Could Dr. Dave at the lab have given him up? Unlikely. You didn’t get a lot of forensic scientists spilling their guts to the press after hours in the local watering holes.

 

“No offense, but I think somebody’s spinning you, miss. One thing you learn on this job, everybody talks to you for a reason.”

 

“Excuse me, am I interviewing you or are you interviewing me?”

 

“I’m just saying, everybody’s got an agenda. Even innocent little lambs like you and me.”

 

Two desks away, Yunior glanced over and wrapped the end of his Hermčs tie around his finger.

 

“So, what’s your explanation for why you couldn’t even find Julian Vega’s DNA under Allison Wallis’s fingernails at the ’83 scene?”

 

“All I can tell you is that this is an ongoing investigation.” Francis started rearranging papers on his desk, just to keep his hands occupied. “We’re not going to give out anything that’s going to jeopardize the case.”

 

“I see,” she said. “So how
do
you explain that it was the same woman’s DNA that you found at both crime scenes twenty years apart? Did you mishandle the evidence?”

 

“Absolutely not.” He could feel the tension start to rise up the back of his legs. “This is pure fiction. Excuse me,
science
fiction.”

 

She was cornering him and she knew it. Cutting off all means of egress. He gnawed on the inside of his cheek, knowing he had to deflect her.
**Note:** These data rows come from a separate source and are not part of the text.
use std::fmt;
use std::str::FromStr;

use crate::foundation::error::{RevealError, RevealResult};

/// Easing functions used to map normalized animation progress.
///
/// Names follow the GSAP vocabulary used by page configs: `power1` is quadratic, `power2` cubic,
/// `power3` quartic and `power4` quintic. CSS `cubic-bezier(x1, y1, x2, y2)` curves are accepted
/// too.
#[derive(Clone, Copy, Debug, Default, PartialEq, serde::Serialize, serde::Deserialize)]
#[serde(try_from = "String", into = "String")]
pub enum Ease {
    /// Linear interpolation (`none`).
    Linear,
    /// Quadratic ease-in.
    InQuad,
    /// Quadratic ease-out.
    #[default]
    OutQuad,
    /// Quadratic ease-in/out.
    InOutQuad,
    /// Cubic ease-in.
    InCubic,
    /// Cubic ease-out.
    OutCubic,
    /// Cubic ease-in/out.
    InOutCubic,
    /// Quartic ease-in.
    InQuart,
    /// Quartic ease-out.
    OutQuart,
    /// Quartic ease-in/out.
    InOutQuart,
    /// Quintic ease-in.
    InQuint,
    /// Quintic ease-out.
    OutQuint,
    /// Quintic ease-in/out.
    InOutQuint,
    /// Sine ease-in.
    InSine,
    /// Sine ease-out.
    OutSine,
    /// Sine ease-in/out.
    InOutSine,
    /// Exponential ease-in.
    InExpo,
    /// Exponential ease-out.
    OutExpo,
    /// Exponential ease-in/out.
    InOutExpo,
    /// CSS timing curve through `(0, 0)`, `(x1, y1)`, `(x2, y2)`, `(1, 1)`.
    ///
    /// Build it with [`Ease::cubic_bezier`], which checks that `x1` and `x2` lie in `[0, 1]`.
    CubicBezier {
        /// First control point, x.
        x1: f64,
        /// First control point, y.
        y1: f64,
        /// Second control point, x.
        x2: f64,
        /// Second control point, y.
        y2: f64,
    },
}

impl Ease {
    /// Every named curve, in declaration order.
    pub const ALL: [Ease; 19] = [
        Ease::Linear,
        Ease::InQuad,
        Ease::OutQuad,
        Ease::InOutQuad,
        Ease::InCubic,
        Ease::OutCubic,
        Ease::InOutCubic,
        Ease::InQuart,
        Ease::OutQuart,
        Ease::InOutQuart,
        Ease::InQuint,
        Ease::OutQuint,
        Ease::InOutQuint,
        Ease::InSine,
        Ease::OutSine,
        Ease::InOutSine,
        Ease::InExpo,
        Ease::OutExpo,
        Ease::InOutExpo,
    ];

    /// CSS cubic-bezier curve. Both x coordinates must lie in `[0, 1]` so the curve is a
    /// function of time; y may overshoot.
    pub fn cubic_bezier(x1: f64, y1: f64, x2: f64, y2: f64) -> RevealResult<Self> {
        if ![x1, y1, x2, y2].iter().all(|v| v.is_finite()) {
            return Err(RevealError::config("cubic-bezier control points must be finite"));
        }
        if !((0.0..=1.0).contains(&x1) && (0.0..=1.0).contains(&x2)) {
            return Err(RevealError::config(format!(
                "cubic-bezier x coordinates must be in [0, 1], got {x1} and {x2}"
            )));
        }
        Ok(Self::CubicBezier { x1, y1, x2, y2 })
    }

    /// Apply this easing function to normalized progress `t` in `[0, 1]`.
    ///
    /// Endpoints are exact for every curve.
    pub fn apply(self, t: f64) -> f64 {
        if t.is_nan() || t <= 0.0 {
            return 0.0;
        }
        if t >= 1.0 {
            return 1.0;
        }
        match self {
            Self::Linear => t,
            Self::InQuad => ease_in(t, 2),
            Self::OutQuad => ease_out(t, 2),
            Self::InOutQuad => ease_in_out(t, 2),
            Self::InCubic => ease_in(t, 3),
            Self::OutCubic => ease_out(t, 3),
            Self::InOutCubic => ease_in_out(t, 3),
            Self::InQuart => ease_in(t, 4),
            Self::OutQuart => ease_out(t, 4),
            Self::InOutQuart => ease_in_out(t, 4),
            Self::InQuint => ease_in(t, 5),
            Self::OutQuint => ease_out(t, 5),
            Self::InOutQuint => ease_in_out(t, 5),
            Self::InSine => 1.0 - (t * std::f64::consts::FRAC_PI_2).cos(),
            Self::OutSine => (t * std::f64::consts::FRAC_PI_2).sin(),
            Self::InOutSine => -((std::f64::consts::PI * t).cos() - 1.0) / 2.0,
            Self::InExpo => 2f64.powf(10.0 * t - 10.0),
            Self::OutExpo => 1.0 - 2f64.powf(-10.0 * t),
            Self::InOutExpo => {
                if t < 0.5 {
                    2f64.powf(20.0 * t - 10.0) / 2.0
                } else {
                    (2.0 - 2f64.powf(-20.0 * t + 10.0)) / 2.0
                }
            }
            Self::CubicBezier { x1, y1, x2, y2 } => cubic_bezier_ease(t, x1, y1, x2, y2),
        }
    }

    /// GSAP-style name, e.g. `power2.out`. Bezier curves report `cubic-bezier`; their
    /// [`Display`](fmt::Display) form carries the control points.
    pub fn name(self) -> &'static str {
        match self {
            Self::Linear => "none",
            Self::InQuad => "power1.in",
            Self::OutQuad => "power1.out",
            Self::InOutQuad => "power1.inOut",
            Self::InCubic => "power2.in",
            Self::OutCubic => "power2.out",
            Self::InOutCubic => "power2.inOut",
            Self::InQuart => "power3.in",
            Self::OutQuart => "power3.out",
            Self::InOutQuart => "power3.inOut",
            Self::InQuint => "power4.in",
            Self::OutQuint => "power4.out",
            Self::InOutQuint => "power4.inOut",
            Self::InSine => "sine.in",
            Self::OutSine => "sine.out",
            Self::InOutSine => "sine.inOut",
            Self::InExpo => "expo.in",
            Self::OutExpo => "expo.out",
            Self::InOutExpo => "expo.inOut",
            Self::CubicBezier { .. } => "cubic-bezier",
        }
    }
}

fn ease_in(t: f64, n: i32) -> f64 {
    t.powi(n)
}

fn ease_out(t: f64, n: i32) -> f64 {
    1.0 - (1.0 - t).powi(n)
}

fn ease_in_out(t: f64, n: i32) -> f64 {
    if t < 0.5 {
        (2.0 * t).powi(n) / 2.0
    } else {
        1.0 - (2.0 * (1.0 - t)).powi(n) / 2.0
    }
}

// Newton on x(u) first, bisection when the slope is too flat to trust.
fn cubic_bezier_ease(x: f64, x1: f64, y1: f64, x2: f64, y2: f64) -> f64 {
    fn sample(a1: f64, a2: f64, u: f64) -> f64 {
        let omu = 1.0 - u;
        3.0 * omu * omu * u * a1 + 3.0 * omu * u * u * a2 + u * u * u
    }
    fn slope(a1: f64, a2: f64, u: f64) -> f64 {
        let omu = 1.0 - u;
        3.0 * omu * omu * a1 + 6.0 * omu * u * (a2 - a1) + 3.0 * u * u * (1.0 - a2)
    }
    const EPS: f64 = 1e-9;

    let mut u = x;
    for _ in 0..8 {
        let err = sample(x1, x2, u) - x;
        if err.abs() < EPS {
            return sample(y1, y2, u);
        }
        let d = slope(x1, x2, u);
        if d.abs() < 1e-7 {
            break;
        }
        u = (u - err / d).clamp(0.0, 1.0);
    }

    let (mut lo, mut hi) = (0.0, 1.0);
    u = x;
    for _ in 0..48 {
        let xu = sample(x1, x2, u);
        if (xu - x).abs() < EPS {
            break;
        }
        if xu < x {
            lo = u;
        } else {
            hi = u;
        }
        u = 0.5 * (lo + hi);
    }
    sample(y1, y2, u)
}

impl fmt::Display for Ease {
    fn fmt(&self, f: &mut fmt::Formatter<'_>) -> fmt::Result {
        match *self {
            Self::CubicBezier { x1, y1, x2, y2 } => {
                write!(f, "cubic-bezier({x1}, {y1}, {x2}, {y2})")
            }
            named => f.write_str(named.name()),
        }
    }
}

impl FromStr for Ease {
    type Err = RevealError;

    fn from_str(s: &str) -> Result<Self, Self::Err> {
        let s = s.trim();
        if matches!(s, "none" | "linear" | "power0" | "power0.none") {
            return Ok(Self::Linear);
        }
        if let Some(args) = s
            .strip_prefix("cubic-bezier(")
            .and_then(|rest| rest.strip_suffix(')'))
        {
            return parse_cubic_bezier(args);
        }

        // A bare family name means `.out`, same as GSAP.
        let (family, dir) = s.split_once('.').unwrap_or((s, "out"));
        let table = match family {
            "power1" | "quad" => [Self::InQuad, Self::OutQuad, Self::InOutQuad],
            "power2" | "cubic" => [Self::InCubic, Self::OutCubic, Self::InOutCubic],
            "power3" | "quart" => [Self::InQuart, Self::OutQuart, Self::InOutQuart],
            "power4" | "quint" | "strong" => [Self::InQuint, Self::OutQuint, Self::InOutQuint],
            "sine" => [Self::InSine, Self::OutSine, Self::InOutSine],
            "expo" => [Self::InExpo, Self::OutExpo, Self::InOutExpo],
            _ => return Err(RevealError::config(format!("unknown ease '{s}'"))),
        };
        match dir {
            "in" => Ok(table[0]),
            "out" => Ok(table[1]),
            "inOut" | "inout" => Ok(table[2]),
            _ => Err(RevealError::config(format!("unknown ease direction in '{s}'"))),
        }
    }
}

fn parse_cubic_bezier(args: &str) -> RevealResult<Ease> {
    let coords = args
        .split(',')
        .map(|v| {
            v.trim().parse::<f64>().map_err(|_| {
                RevealError::config(format!("bad cubic-bezier coordinate '{}'", v.trim()))
            })
        })
        .collect::<RevealResult<Vec<f64>>>()?;
    match coords[..] {
        [x1, y1, x2, y2] => Ease::cubic_bezier(x1, y1, x2, y2),
        _ => Err(RevealError::config(format!(
            "cubic-bezier takes 4 coordinates, got {}",
            coords.len()
        ))),
    }
}

impl TryFrom<String> for Ease {
    type Error = RevealError;

    fn try_from(s: String) -> Result<Self, Self::Error> {
        s.parse()
    }
}

impl From<Ease> for String {
    fn from(e: Ease) -> Self {
        e.to_string()
    }
}

#[cfg(test)]
#[path = "../../tests/unit/animation/ease.rs"]
mod tests;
As soon as this information hit the papers, the freaks would start coming out of the woodwork in their tinfoil hats and ballet slippers, eager to help with the investigation.

 

“Look, I hate to see you get it all wrong when we’re on the verge of making an arrest here.”

 

Rashid, who’d been walking by with another box of files, did a double-take.

 

“When is
this
going to happen?” she said, brought up short.

 

“Any day now.” He hunched over in his chair, like a crafty old poker sharp. “Just have to pound a couple of nails for our probable cause. You know how it is. Nobody wants to go off half-cocked.”

 

“Well, what are you talking about? A week? A month?”

 

“You want, I could give you a heads-up. Fair’s fair.”

 

Jimmy Ryan gave Francis a knowing smirk as he walked by, taking in the whole sucker’s play in a glance.

 

“You’re not just playing me, are you?” Judy Mandel was saying in an anxious voice, like she was stuck at an intersection with everyone honking at her. “If I hold back this DNA story and it turns out to be true, I’m going to kill myself.”

 

Can’t have that.
He gave Jimmy the all-clear sign, safe for the moment. “And if you run it and it turns out to be bullshit, you’re gonna be out on the ledge as well. So, really, it’s six of one, half-dozen of the other.”